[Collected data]
▬▬▬

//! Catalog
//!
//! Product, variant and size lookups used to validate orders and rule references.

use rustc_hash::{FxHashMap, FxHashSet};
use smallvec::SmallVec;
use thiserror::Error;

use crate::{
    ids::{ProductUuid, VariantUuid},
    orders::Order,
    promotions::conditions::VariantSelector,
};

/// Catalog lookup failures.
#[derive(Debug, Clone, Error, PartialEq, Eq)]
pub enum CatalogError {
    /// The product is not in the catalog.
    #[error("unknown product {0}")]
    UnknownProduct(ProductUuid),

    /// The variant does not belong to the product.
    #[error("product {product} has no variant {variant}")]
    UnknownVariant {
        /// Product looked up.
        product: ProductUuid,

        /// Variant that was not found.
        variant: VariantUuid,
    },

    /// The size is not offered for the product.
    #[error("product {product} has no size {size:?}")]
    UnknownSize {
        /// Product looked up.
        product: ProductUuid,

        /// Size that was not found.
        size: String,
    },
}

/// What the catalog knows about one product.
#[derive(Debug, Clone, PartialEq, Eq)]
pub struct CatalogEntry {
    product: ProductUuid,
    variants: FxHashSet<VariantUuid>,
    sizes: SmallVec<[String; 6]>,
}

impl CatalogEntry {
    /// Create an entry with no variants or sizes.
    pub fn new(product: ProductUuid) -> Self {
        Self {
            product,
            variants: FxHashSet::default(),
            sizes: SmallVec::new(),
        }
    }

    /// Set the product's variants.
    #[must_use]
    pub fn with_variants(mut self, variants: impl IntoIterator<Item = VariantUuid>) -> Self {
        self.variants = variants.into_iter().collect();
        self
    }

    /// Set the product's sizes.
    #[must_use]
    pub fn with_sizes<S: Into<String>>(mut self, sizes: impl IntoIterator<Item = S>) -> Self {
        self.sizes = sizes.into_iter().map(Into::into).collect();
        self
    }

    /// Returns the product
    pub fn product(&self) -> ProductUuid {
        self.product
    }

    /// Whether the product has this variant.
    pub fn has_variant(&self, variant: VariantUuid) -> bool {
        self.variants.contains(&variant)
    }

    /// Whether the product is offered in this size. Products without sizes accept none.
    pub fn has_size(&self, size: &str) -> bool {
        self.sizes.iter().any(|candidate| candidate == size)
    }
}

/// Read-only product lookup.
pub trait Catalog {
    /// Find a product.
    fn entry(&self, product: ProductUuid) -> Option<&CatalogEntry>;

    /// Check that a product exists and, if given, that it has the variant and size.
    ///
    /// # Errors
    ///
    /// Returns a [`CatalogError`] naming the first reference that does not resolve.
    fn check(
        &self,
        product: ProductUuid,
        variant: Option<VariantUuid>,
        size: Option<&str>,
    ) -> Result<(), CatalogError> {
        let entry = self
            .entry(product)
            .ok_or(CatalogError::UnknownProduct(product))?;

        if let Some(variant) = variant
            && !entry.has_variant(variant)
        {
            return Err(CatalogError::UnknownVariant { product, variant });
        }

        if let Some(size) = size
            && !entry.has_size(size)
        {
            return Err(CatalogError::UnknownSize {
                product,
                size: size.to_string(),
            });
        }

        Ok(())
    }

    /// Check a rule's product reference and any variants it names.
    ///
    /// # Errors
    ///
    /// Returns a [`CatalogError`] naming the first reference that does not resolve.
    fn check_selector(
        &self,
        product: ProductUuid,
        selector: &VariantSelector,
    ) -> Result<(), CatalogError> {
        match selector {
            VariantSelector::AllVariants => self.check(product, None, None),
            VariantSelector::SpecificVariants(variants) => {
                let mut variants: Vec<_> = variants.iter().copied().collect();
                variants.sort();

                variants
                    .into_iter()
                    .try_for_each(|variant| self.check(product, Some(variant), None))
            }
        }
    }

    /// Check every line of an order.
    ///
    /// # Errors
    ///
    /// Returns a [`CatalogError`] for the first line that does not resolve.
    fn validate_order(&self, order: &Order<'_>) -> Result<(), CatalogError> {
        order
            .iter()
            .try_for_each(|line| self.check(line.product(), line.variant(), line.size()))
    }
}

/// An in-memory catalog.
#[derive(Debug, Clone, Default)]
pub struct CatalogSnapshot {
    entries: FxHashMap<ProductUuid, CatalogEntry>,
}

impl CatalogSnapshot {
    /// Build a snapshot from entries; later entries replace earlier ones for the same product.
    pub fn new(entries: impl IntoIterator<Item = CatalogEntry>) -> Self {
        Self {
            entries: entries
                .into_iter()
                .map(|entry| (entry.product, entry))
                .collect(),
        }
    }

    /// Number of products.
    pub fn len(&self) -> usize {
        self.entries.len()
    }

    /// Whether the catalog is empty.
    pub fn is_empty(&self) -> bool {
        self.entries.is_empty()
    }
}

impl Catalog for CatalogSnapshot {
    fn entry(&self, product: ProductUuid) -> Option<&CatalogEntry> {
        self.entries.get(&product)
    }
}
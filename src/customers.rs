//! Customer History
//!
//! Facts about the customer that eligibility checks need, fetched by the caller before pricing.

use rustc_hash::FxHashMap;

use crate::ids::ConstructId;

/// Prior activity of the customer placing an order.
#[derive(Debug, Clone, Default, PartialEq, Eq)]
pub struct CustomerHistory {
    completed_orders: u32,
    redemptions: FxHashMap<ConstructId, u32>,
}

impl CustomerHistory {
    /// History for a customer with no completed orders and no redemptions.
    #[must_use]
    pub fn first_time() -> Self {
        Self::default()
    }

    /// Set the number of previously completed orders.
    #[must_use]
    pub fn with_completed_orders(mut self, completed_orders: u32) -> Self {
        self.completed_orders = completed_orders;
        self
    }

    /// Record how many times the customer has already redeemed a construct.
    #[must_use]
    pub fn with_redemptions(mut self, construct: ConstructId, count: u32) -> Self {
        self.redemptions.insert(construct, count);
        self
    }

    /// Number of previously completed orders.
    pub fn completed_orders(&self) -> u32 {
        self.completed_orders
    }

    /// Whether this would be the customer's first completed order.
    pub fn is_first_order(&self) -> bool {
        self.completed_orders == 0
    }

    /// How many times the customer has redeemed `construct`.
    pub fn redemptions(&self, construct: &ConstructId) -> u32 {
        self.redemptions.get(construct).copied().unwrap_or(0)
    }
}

▬▬▬

What you are asked to do: What this exercise asks for is every line of the data above with the word "UnknownSize".

Output:
    UnknownSize {
            return Err(CatalogError::UnknownSize {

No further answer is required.